Now, the way your program is structured, you maintain a list of all complete ovals that you're re-drawing every time the draw variable is set to true. If you place the OVAL_COLOR variable inside the for loop, you will update the color with every mouse movement, changing the color of the oval being drawn, as well as the color of all the old ovals being re-drawn.
The solution to have a new random oval color is to set the variable OVAL_COLOR when the mouse button goes down. That way, the oval color won't change as you drag the mouse to adjust the oval. But, given the current structure of the program, you'll need to save the oval colors assigned to completed ovals, or you'll still have the oval color change each time.
When the mouse button is pressed down, we want a new random color for our circle.

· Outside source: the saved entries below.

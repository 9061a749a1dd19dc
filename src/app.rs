use anyhow::{Context as _, Result};

use crate::cli::{self, Command};
use crate::context::Context;

/// Parse the command line, configure logging and run the selected command.
/// Without a subcommand the database is initialized with default options.
pub fn run() -> Result<()> {
    let cli = cli::parse();

    crate::tracing::set_log_file(cli.log_file.as_deref()).context("opening log file")?;

    let ctx = Context::from_cli(&cli);
    log_startup_info(&ctx);

    let cmd = cli
        .cmd
        .clone()
        .unwrap_or_else(|| Command::Init(cli::InitArgs::default()));
    cmd.run(&ctx)
}

fn log_startup_info(ctx: &Context) {
    log::info!("🚀 Starting swa-db-init");
    log::info!("🔗 MongoDB URI: {}", ctx.redacted_uri());
    if let Some(db) = ctx.database.as_deref() {
        log::info!("🗄️  Database override: {}", db);
    }
    if let Some(path) = ctx.log_file.as_deref() {
        log::info!("📝 Log file: {}", path.display());
    }
}
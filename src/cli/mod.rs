mod args;
mod command;

pub use args::Cli;
pub use command::{Command, InitArgs};

pub use args::parse;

Generate a random value, which will be used every time the circle is re-drawn.
elif event.type == pygame.MOUSEBUTTONDOWN:
startXY = event.pos
OVAL_COLOR = (random.randint (0,255),random.randint (0,255),
random.randint (0,255))
draw = True
When the mouse button is released, save the coordinates for the oval, along with the color that it was drawn with.
elif event.type == pygame.MOUSEBUTTONUP:
draw = False
# print len(ovals) # (always ==1)
completedOvals.append ((ovals[-1], OVAL_COLOR))
When we iterate through these completed ovals, draw them with the same color each time.
for (completedOval, color) in completedOvals:
pygame.draw.ellipse(windowSurface, color, completedOval)
Create a simple Oval() class, that contains it's color, and size.
import pygame
from pygame.locals import *
class Oval(object):
"""handle, and draw basic ovals. stores Rect() and Color()"""
def __init__(self, startXY, endXY):
self.color = Color(random.randint(0,255), random.randint(0,255), random.randint(0,255))
self.rect = Rect(0,0,1,1)
self.coord_to_oval(startXY, endXY)
def draw(self):
pygame.draw.ellipse(windowSurface, self.color, self.rect)
def coord_to_oval(self, startXY, endXY):
width = (abs(endXY[0]-startXY[0]))
height = (abs(endXY[1]-startXY[1]))
#The code below allows the user to drag any direction
if endXY[0] < startXY[0]:
left = endXY[0]
else:
left = startXY[0]
if endXY[1] < startXY[1]:
top = endXY[1]
else:
top = startXY[1]
self.rect = Rect(left, top, width, height)
# main loop
while not finished:
for event in pygame.event.get():
# events, and creation:
# ... your other events here ...
elif event.type == MOUSEBUTTONDOWN:
startXY = event.pos
draw = True
elif event.type ==MOUSEBUTTONUP:
# on mouseup, create instance.
endXY = event.pos
oval_new = Oval(startXY, endXY)
completedOvals.append(oval_new)
# draw them:
for oval in ovals:
oval.draw()
for oval in completedOvals:
oval.draw()
I mostly left out your non-completed ovals. Was that to show the size before clicking?